### Task objective:
Down to the last line, output the records below exactly.

### Available data:
//! Integration tests for herald-config

use herald_config::*;

#[test]
fn test_prefixed_vars_are_isolated() {
    let loader = EnvLoader::with_prefix("HERALD_DEMO");
    let vars = loader.filter(vec![
        ("HERALD_DEMO_PORT".to_string(), "8080".to_string()),
        ("HERALD_OTHER_PORT".to_string(), "9090".to_string()),
    ]);

    assert_eq!(vars.parse::<u16>("port").unwrap(), Some(8080));
    assert_eq!(vars.len(), 1);
}

#[test]
fn test_missing_dotenv_file_is_ignored() {
    let loader = EnvLoader::default();
    assert!(loader.load_dotenv(Some("/nonexistent/herald/.env")).is_ok());
}

#[test]
fn test_parse_error_names_key() {
    let vars: Vars = [("retries", "many")].into_iter().collect();
    let err = vars.parse::<u32>("retries").unwrap_err();
    assert!(err.to_string().contains("retries"));
}
//! Atomic command pipeline used as a key-value transaction participant.

use std::time::Duration;

use async_trait::async_trait;
use herald_transaction::{KeyValuePipeline, TransactionError};
use tracing::debug;

use crate::RedisPool;

/// Commands queued locally and sent as one `MULTI`/`EXEC` block.
///
/// Nothing reaches the server before [`KeyValuePipeline::exec`]; discarding
/// only clears the local queue.
pub struct RedisPipeline {
    pool: RedisPool,
    pipe: redis::Pipeline,
    queued: usize,
    command_timeout: Duration,
    closed: bool,
}

impl RedisPipeline {
    pub fn new(pool: RedisPool, command_timeout: Duration) -> Self {
        let mut pipe = redis::pipe();
        pipe.atomic();
        Self {
            pool,
            pipe,
            queued: 0,
            command_timeout,
            closed: false,
        }
    }

    /// Queue a `SET`.
    pub fn set(&mut self, key: impl AsRef<str>, value: impl AsRef<str>) -> &mut Self {
        self.pipe.cmd("SET").arg(key.as_ref()).arg(value.as_ref()).ignore();
        self.queued += 1;
        self
    }

    /// Queue a `SET` with an expiry in seconds.
    pub fn set_ex(
        &mut self,
        key: impl AsRef<str>,
        value: impl AsRef<str>,
        ttl: Duration,
    ) -> &mut Self {
        self.pipe
            .cmd("SET")
            .arg(key.as_ref())
            .arg(value.as_ref())
            .arg("EX")
            .arg(ttl.as_secs().max(1))
            .ignore();
        self.queued += 1;
        self
    }

    /// Queue a `DEL`.
    pub fn del(&mut self, key: impl AsRef<str>) -> &mut Self {
        self.pipe.cmd("DEL").arg(key.as_ref()).ignore();
        self.queued += 1;
        self
    }

    /// Queue an `INCRBY`.
    pub fn incr(&mut self, key: impl AsRef<str>, delta: i64) -> &mut Self {
        self.pipe.cmd("INCRBY").arg(key.as_ref()).arg(delta).ignore();
        self.queued += 1;
        self
    }

    pub fn is_closed(&self) -> bool {
        self.closed
    }

    fn ensure_open(&self) -> herald_transaction::Result<()> {
        if self.closed {
            Err(TransactionError::SessionEnded)
        } else {
            Ok(())
        }
    }

    fn reset(&mut self) {
        self.pipe.clear();
        self.queued = 0;
    }
}

#[async_trait]
impl KeyValuePipeline for RedisPipeline {
    fn queued(&self) -> usize {
        self.queued
    }

    async fn exec(&mut self) -> herald_transaction::Result<()> {
        self.ensure_open()?;
        let commands = self.queued;

        {
            let mut conn = self.pool.get().await.map_err(crate::RedisError::from)?;
            let query = self.pipe.query_async(&mut *conn);
            let _: () = tokio::time::timeout(self.command_timeout, query)
                .await
                .map_err(crate::RedisError::from)?
                .map_err(crate::RedisError::from)?;
        }

        self.reset();
        debug!(commands, "Redis pipeline executed");
        Ok(())
    }

    async fn discard(&mut self) -> herald_transaction::Result<()> {
        self.ensure_open()?;
        self.reset();
        Ok(())
    }

    async fn quit(&mut self) -> herald_transaction::Result<()> {
        self.ensure_open()?;
        self.reset();
        self.closed = true;
        Ok(())
    }
}

#[cfg(test)]
mod tests {
    use super::*;
    use crate::{RedisConfig, RedisPoolBuilder};

    fn pipeline() -> RedisPipeline {
        let config = RedisConfig::default();
        let pool = RedisPoolBuilder::new(config.clone()).build_lazy().unwrap();
        RedisPipeline::new(pool, config.command_timeout)
    }

    #[tokio::test]
    async fn test_commands_are_counted() {
        let mut pipe = pipeline();
        pipe.set("user:u-1:name", "Ada")
            .set_ex("session:s-1", "u-1", Duration::from_secs(60))
            .del("user:u-0:name")
            .incr("users:count", 1);

        assert_eq!(pipe.queued(), 4);
    }

    #[tokio::test]
    async fn test_discard_clears_queue_without_server() {
        let mut pipe = pipeline();
        pipe.set("k", "v");

        pipe.discard().await.unwrap();
        assert_eq!(pipe.queued(), 0);
    }

    #[tokio::test]
    async fn test_quit_closes_pipeline() {
        let mut pipe = pipeline();
        pipe.set("k", "v");

        pipe.quit().await.unwrap();
        assert!(pipe.is_closed());
        assert_eq!(pipe.queued(), 0);
        assert!(matches!(pipe.quit().await, Err(TransactionError::SessionEnded)));
        assert!(matches!(pipe.exec().await, Err(TransactionError::SessionEnded)));
    }
}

### Answer space:
//! Integration tests for herald-config

use herald_config::*;

#[test]
fn test_prefixed_vars_are_isolated() {
    let loader = EnvLoader::with_prefix("HERALD_DEMO");
    let vars = loader.filter(vec![
        ("HERALD_DEMO_PORT".to_string(), "8080".to_string()),
        ("HERALD_OTHER_PORT".to_string(), "9090".to_string()),
    ]);

    assert_eq!(vars.parse::<u16>("port").unwrap(), Some(8080));
    assert_eq!(vars.len(), 1);
}

#[test]
fn test_missing_dotenv_file_is_ignored() {
    let loader = EnvLoader::default();
    assert!(loader.load_dotenv(Some("/nonexistent/herald/.env")).is_ok());
}

#[test]
fn test_parse_error_names_key() {
    let vars: Vars = [("retries", "many")].into_iter().collect();
    let err = vars.parse::<u32>("retries").unwrap_err();
    assert!(err.to_string().contains("retries"));
}
//! Atomic command pipeline used as a key-value transaction participant.

use std::time::Duration;

use async_trait::async_trait;
use herald_transaction::{KeyValuePipeline, TransactionError};
use tracing::debug;

use crate::RedisPool;

/// Commands queued locally and sent as one `MULTI`/`EXEC` block.
///
/// Nothing reaches the server before [`KeyValuePipeline::exec`]; discarding
/// only clears the local queue.
pub struct RedisPipeline {
    pool: RedisPool,
    pipe: redis::Pipeline,
    queued: usize,
    command_timeout: Duration,
    closed: bool,
}

impl RedisPipeline {
    pub fn new(pool: RedisPool, command_timeout: Duration) -> Self {
        let mut pipe = redis::pipe();
        pipe.atomic();
        Self {
            pool,
            pipe,
            queued: 0,
            command_timeout,
            closed: false,
        }
    }

    /// Queue a `SET`.
    pub fn set(&mut self, key: impl AsRef<str>, value: impl AsRef<str>) -> &mut Self {
        self.pipe.cmd("SET").arg(key.as_ref()).arg(value.as_ref()).ignore();
        self.queued += 1;
        self
    }

    /// Queue a `SET` with an expiry in seconds.
    pub fn set_ex(
        &mut self,
        key: impl AsRef<str>,
        value: impl AsRef<str>,
        ttl: Duration,
    ) -> &mut Self {
        self.pipe
            .cmd("SET")
            .arg(key.as_ref())
            .arg(value.as_ref())
            .arg("EX")
            .arg(ttl.as_secs().max(1))
            .ignore();
        self.queued += 1;
        self
    }

    /// Queue a `DEL`.
    pub fn del(&mut self, key: impl AsRef<str>) -> &mut Self {
        self.pipe.cmd("DEL").arg(key.as_ref()).ignore();
        self.queued += 1;
        self
    }

    /// Queue an `INCRBY`.
    pub fn incr(&mut self, key: impl AsRef<str>, delta: i64) -> &mut Self {
        self.pipe.cmd("INCRBY").arg(key.as_ref()).arg(delta).ignore();
        self.queued += 1;
        self
    }

    pub fn is_closed(&self) -> bool {
        self.closed
    }

    fn ensure_open(&self) -> herald_transaction::Result<()> {
        if self.closed {
            Err(TransactionError::SessionEnded)
        } else {
            Ok(())
        }
    }

    fn reset(&mut self) {
        self.pipe.clear();
        self.queued = 0;
    }
}

#[async_trait]
impl KeyValuePipeline for RedisPipeline {
    fn queued(&self) -> usize {
        self.queued
    }

    async fn exec(&mut self) -> herald_transaction::Result<()> {
        self.ensure_open()?;
        let commands = self.queued;

        {
            let mut conn = self.pool.get().await.map_err(crate::RedisError::from)?;
            let query = self.pipe.query_async(&mut *conn);
            let _: () = tokio::time::timeout(self.command_timeout, query)
                .await
                .map_err(crate::RedisError::from)?
                .map_err(crate::RedisError::from)?;
        }

        self.reset();
        debug!(commands, "Redis pipeline executed");
        Ok(())
    }

    async fn discard(&mut self) -> herald_transaction::Result<()> {
        self.ensure_open()?;
        self.reset();
        Ok(())
    }

    async fn quit(&mut self) -> herald_transaction::Result<()> {
        self.ensure_open()?;
        self.reset();
        self.closed = true;
        Ok(())
    }
}

#[cfg(test)]
mod tests {
    use super::*;
    use crate::{RedisConfig, RedisPoolBuilder};

    fn pipeline() -> RedisPipeline {
        let config = RedisConfig::default();
        let pool = RedisPoolBuilder::new(config.clone()).build_lazy().unwrap();
        RedisPipeline::new(pool, config.command_timeout)
    }

    #[tokio::test]
    async fn test_commands_are_counted() {
        let mut pipe = pipeline();
        pipe.set("user:u-1:name", "Ada")
            .set_ex("session:s-1", "u-1", Duration::from_secs(60))
            .del("user:u-0:name")
            .incr("users:count", 1);

        assert_eq!(pipe.queued(), 4);
    }

    #[tokio::test]
    async fn test_discard_clears_queue_without_server() {
        let mut pipe = pipeline();
        pipe.set("k", "v");

        pipe.discard().await.unwrap();
        assert_eq!(pipe.queued(), 0);
    }

    #[tokio::test]
    async fn test_quit_closes_pipeline() {
        let mut pipe = pipeline();
        pipe.set("k", "v");

        pipe.quit().await.unwrap();
        assert!(pipe.is_closed());
        assert_eq!(pipe.queued(), 0);
        assert!(matches!(pipe.quit().await, Err(TransactionError::SessionEnded)));
        assert!(matches!(pipe.exec().await, Err(TransactionError::SessionEnded)));
    }
}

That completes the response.